La historia de Leopoldo María Panero (1948–2014) es una de las más fascinantes, trágicas y magnéticas de la literatura española contemporánea.
Fue el arquetipo definitivo del poeta maldito: un hombre que habitó la frontera entre la genialidad absoluta y la locura, convirtiendo su propia destrucción y su estancia en los manicomios en una obra de arte inigualable.
Aquí se cuenta la crónica de su vida, que es también la historia de la demolición de una familia.
1. La herencia de una estirpe sagrada (y maldita)
Leopoldo María nació en Madrid, en el seno de una familia patricia de las letras españolas. Su padre, Leopoldo Panero, era el poeta oficial del régimen franquista; su madre, Felicidad Blanc, una mujer de una sensibilidad burguesa y asfixiante; y sus hermanos, Juan Luis y Michi, también respiraban literatura.
Crecer en esa casa era vivir bajo el peso de una estatua. Tras la muerte del padre en 1962, la fachada de la familia perfecta comenzó a agrietarse. La casa de Astorga (el hogar familiar) se convirtió en el escenario de una sorda guerra psicológica que marcaría el destino de todos.
2. El brillo de los "Novísimos" y la rebeldía
En los años 60, Leopoldo María era un joven brillante, bellísimo y radical. Se matriculó en Filosofía y Letras, se afilió al Partido Comunista (lo que le costó sus primeros arrestos en la prisión de Carabanchel) y comenzó a escribir una poesía que rompió los esquemas de la época.
En 1970, el crítico Josep María Castellet lo incluyó en la célebre antología Nueve novísimos poetas españoles.
Leopoldo María se convirtió instantáneamente en el icono de la transgresión: su poesía no hablaba de la patria ni de la lucha social típica, sino de la cultura pop, el cine de terror, el sadomasoquismo, la muerte y el vacío.
3. El Desencanto: La desnudez pública
Si hay un hito que fijó el mito de los Panero en el imaginario colectivo fue el estreno, en 1976, de la película documental El Desencanto, dirigida por Jaime Chávarri.
La película muestra a la madre y a los tres hermanos desollando la memoria del padre muerto y destrozándose cruelmente entre ellos a través de reproches intelectualizados y una lucidez feroz.
En ese festín de decadencia, Leopoldo María emergió como la figura más perturbadora y magnética: ya se adivinaba en él la sombra de la locura, pero también una honestidad brutal que desnudaba la hipocresía de la España de la Transición.
"En la infancia vivivimos, y después sobrevivimos", es una de las frases que definen el espíritu de la película y de su propia vida.
4. El refugio entre los muros del manicomio
A partir de los años 70, la mente de Leopoldo María comenzó a quebrarse definitivamente.

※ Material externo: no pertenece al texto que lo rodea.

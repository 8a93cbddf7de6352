use std::net::SocketAddr;
use std::path::PathBuf;
use std::sync::Arc;

use tower_http::cors::CorsLayer;
use tower_http::trace::TraceLayer;
use tracing::info;

use parley_api::auth::{AppState, AppStateInner, AuthConfig};
use parley_db::Database;

#[tokio::main]
async fn main() -> anyhow::Result<()> {
    // Load .env if present
    let _ = dotenvy::dotenv();

    // Init logging
    tracing_subscriber::fmt()
        .with_env_filter(
            tracing_subscriber::EnvFilter::try_from_default_env()
                .unwrap_or_else(|_| "parley=debug,tower_http=debug".into()),
        )
        .init();

    // Config
    let jwt_secret =
        std::env::var("PARLEY_JWT_SECRET").unwrap_or_else(|_| "dev-secret-change-me".into());
    let db_path = std::env::var("PARLEY_DB_PATH").unwrap_or_else(|_| "parley.db".into());
    let host = std::env::var("PARLEY_HOST").unwrap_or_else(|_| "0.0.0.0".into());
    let port: u16 = std::env::var("PARLEY_PORT")
        .unwrap_or_else(|_| "3000".into())
        .parse()?;

    let mut config = AuthConfig::new(jwt_secret);
    if let Ok(v) = std::env::var("PARLEY_HASH_M_COST_KIB") {
        config.hash_m_cost_kib = v.parse()?;
    }
    if let Ok(v) = std::env::var("PARLEY_HASH_T_COST") {
        config.hash_t_cost = v.parse()?;
    }
    if let Ok(v) = std::env::var("PARLEY_HASH_P_COST") {
        config.hash_p_cost = v.parse()?;
    }

    // Init database
    let db = Database::open(&PathBuf::from(&db_path))?;

    // Shared state
    let state: AppState = Arc::new(AppStateInner { db, config });

    let app = parley_api::app(state)
        .layer(CorsLayer::permissive())
        .layer(TraceLayer::new_for_http());

    let addr: SocketAddr = format!("{}:{}", host, port).parse()?;
    info!("Parley server listening on {}", addr);

    let listener = tokio::net::TcpListener::bind(addr).await?;
    axum::serve(listener, app).await?;

    Ok(())
}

Diagnosticado con esquizofrenia, sus ingresos en hospitales psiquiátricos pasaron de ser temporales a definitivos. Pasó por los centros de Mondragón, Ciempozuelos y, finalmente, Las Palmas de Gran Canaria.
A diferencia de otros artistas cuya enfermedad anuló su talento, el manicomio se convirtió en el búnker creativo de Panero. Desde el hospital seguía publicando libros desgarradores como Narciso en el acorde de los últimos desahuciados o Poemas del manicomio de Mondragón.

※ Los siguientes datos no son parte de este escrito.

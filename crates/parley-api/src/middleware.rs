use axum::{
    extract::{Request, State},
    http::header,
    middleware::Next,
    response::Response,
};
use jsonwebtoken::{DecodingKey, Validation, decode};

use parley_types::api::Claims;

use crate::auth::AppState;
use crate::error::ApiError;

/// Extract and validate the JWT from the Authorization header, then attach
/// the authenticated identity to request extensions. Trusts the claim; does
/// not re-check that the user still exists in the store.
pub async fn require_auth(
    State(state): State<AppState>,
    mut req: Request,
    next: Next,
) -> Result<Response, ApiError> {
    let auth_header = req
        .headers()
        .get(header::AUTHORIZATION)
        .and_then(|v| v.to_str().ok())
        .ok_or_else(|| ApiError::Unauthorized("missing authorization header".into()))?;

    let token = auth_header
        .strip_prefix("Bearer ")
        .ok_or_else(|| ApiError::Unauthorized("malformed authorization header".into()))?;

    let token_data = decode::<Claims>(
        token,
        &DecodingKey::from_secret(state.config.jwt_secret.as_bytes()),
        &Validation::default(),
    )
    .map_err(|_| ApiError::Unauthorized("invalid token".into()))?;

    req.extensions_mut().insert(token_data.claims);
    Ok(next.run(req).await)
}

Su figura se volvió de culto. Periodistas, jóvenes poetas y curiosos peregrinaban a los psiquiátricos para entrevistarlo. Lo encontraban siempre rodeado de una nube de humo de cigarrillos, bebiendo litros de Coca-Cola y recitando de memoria a Mallarmé, Hölderlin o las aventuras de Peter Pan (un personaje con el que estaba obsesionado, pues se negaba a crecer para no convertirse en su padre).
5. El final del último maldito
Leopoldo María Panero sobrevivió a su madre y a sus dos hermanos, quedando como el último eslabón de una dinastía extinguida (un proceso retratado en una segunda y aún más tétrica película, Después de tantos años, en 1994).
El 31 de marzo de 2014, el poeta falleció en el área psiquiátrica del Hospital Juan Carlos I de Las Palmas de Gran Canaria, a los 65 años.
Su legado
Panero no usaba la locura como un disfraz o una pose estética; la locura era su realidad. Su poesía es difícil, a veces caótica, pero está llena de destellos de una lucidez aterradora.
Fue el hombre que se atrevió a mirar fijamente al abismo y decidió mudarse a vivir en él, dejándonos como testamento algunos de los versos más desoladores, hermosos y libres de la literatura en español.